To add to the message that L&I's main priority and
focus should be public safety, Nutter created a new position, chief safety
officer.
The mayor, however, did not address the panel's foremost
recommendation: to split the agency in two, an act that would require changing
the City Charter.
Nutter said he needed "to better understand that
recommendation" - and would form another committee to study that and the
other recommendations.
"Splitting the department apart is a pretty
significant step and requires a lot more discussion than just reading the
report," Nutter said at a news conference. "There are legal
implications, labor implications, certainly financial implications."
Having L&I report to Deputy Mayor for Public Safety
Everett Gillison, who also is the mayor's chief of staff, is not likely to
change day-to-day operations any time soon.
"I'm just taking a deep breath," Gillison said.

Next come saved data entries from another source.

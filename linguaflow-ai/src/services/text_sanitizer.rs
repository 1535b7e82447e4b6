//! Markup stripping for field values

use scraper::Html;

/// Plain display text of `fields[index]`
///
/// Out-of-range indices yield an empty string. Text nodes are joined with a
/// space so adjacent words never run together, entities are decoded by the
/// parser, and whitespace is collapsed and trimmed.
pub fn clean_field<S: AsRef<str>>(fields: &[S], index: usize) -> String {
    fields
        .get(index)
        .map(|raw| clean_text(raw.as_ref()))
        .unwrap_or_default()
}

/// Strip markup from a single raw value
pub fn clean_text(raw: &str) -> String {
    if raw.trim().is_empty() {
        return String::new();
    }

    let fragment = Html::parse_fragment(raw);
    let joined = fragment.root_element().text().collect::<Vec<_>>().join(" ");
    joined.split_whitespace().collect::<Vec<_>>().join(" ")
}

/// Decode character references in a bare value such as a media file name
pub(crate) fn decode_entities(text: &str) -> String {
    if !text.contains('&') {
        return text.to_string();
    }

    Html::parse_fragment(text).root_element().text().collect()
}
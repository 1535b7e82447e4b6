//! Shared API types
//!
//! Request/response shapes exchanged between the import service and the
//! LinguaFlow front end.

pub mod types;

pub use types::{AnkiImportResponse, ErrorBody, ErrorResponse, ImportedCard};
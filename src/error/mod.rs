mod types;

pub use types::{FlowError, Result};
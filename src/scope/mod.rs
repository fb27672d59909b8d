//! Hierarchical dependency resolution.
//!
//! Every scoped flow owns one [`DependencyScope`]. A scope answers lookups
//! from the registrations its modules contributed and falls back to its
//! parent when a type is not registered locally, so the nearest registration
//! always wins.

mod core;
mod module;

pub use self::core::DependencyScope;
pub use module::{DependencyModule, ModuleFn, ModuleList, ObjectScope, Registrations, module_fn};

"It's another responsibility, and the mayor has entrusted in me. I don't
think they [L&I employees] will directly see things that will change
tomorrow, but I have ideas."
The mayor made his proposals on the same day that Council
President Darrell L. Clarke introduced legislation that would create a
cabinet-level Department of Planning and Development to take over functions now
handled by seven unrelated entities, including L&I, the Planning
Commission, the Historical Commission, and the Housing Authority. L&I would
be placed under the new department.
Clarke said his proposal, which would also require a
charter change, has been in the works for more than a year and was unrelated to
the blue-ribbon panel's findings.
Clarke's spokeswoman, Jane Roh, said the mayor's and the
council president's proposals were not "incompatible."
Nutter commissioned the panel in response to the June 5,
2013, building collapse at 22d and Market Streets that killed six people and
injured 13.
The commission was tasked to review L&I - a
department with more than 300 employees and an annual budget of $27.6 million -
and its role in the collapse. An L&I inspector responsible for checking the
demolition of the building that collapsed committed suicide soon after the
tragedy.
Nutter said he asked for a full independent assessment
"with the goal of improving public safety. Public safety, first and foremost,
must always be our goal and our responsibility."
L&I Commissioner Carlton Williams said he would be
working closely with the implementation committee "to continue what we've
already started."
If Nutter were to embrace the blue-ribbon panel's
proposal to do away with L&I and replace it with a Department of Buildings
and a Department of Business Compliance, he would likely need some serious
political maneuvering.
First, two-thirds of Council would have to approve to get
the charter-change question on the ballot. And the voters would have to approve
it.
On top of that, he would be competing with Clarke's
proposal to create a Department of Planning and Development.
Neither Nutter nor Clarke commented on the other's
proposal, both saying they had not seen the documents.
The blue-ribbon report - the result of a 10-month
examination of the department by a 22-member panel - also says L&I is
underfunded and overworked. The mayor did not address those assertions.
Councilwoman Maria Quiñones Sánchez, who served on the
blue-ribbon panel, said Thursday that she did not support the charter-change
idea.
"I don't think the report makes a good case for the
need," Quiñones Sánchez said. "That's the one area I believe it
contradicts itself, because it says it needs more collaboration, and yet we are
going to set up another bureaucracy."
Former L&I Commissioner Bennett Levin agreed with the
councilwoman.
"Splitting the department is not the answer,"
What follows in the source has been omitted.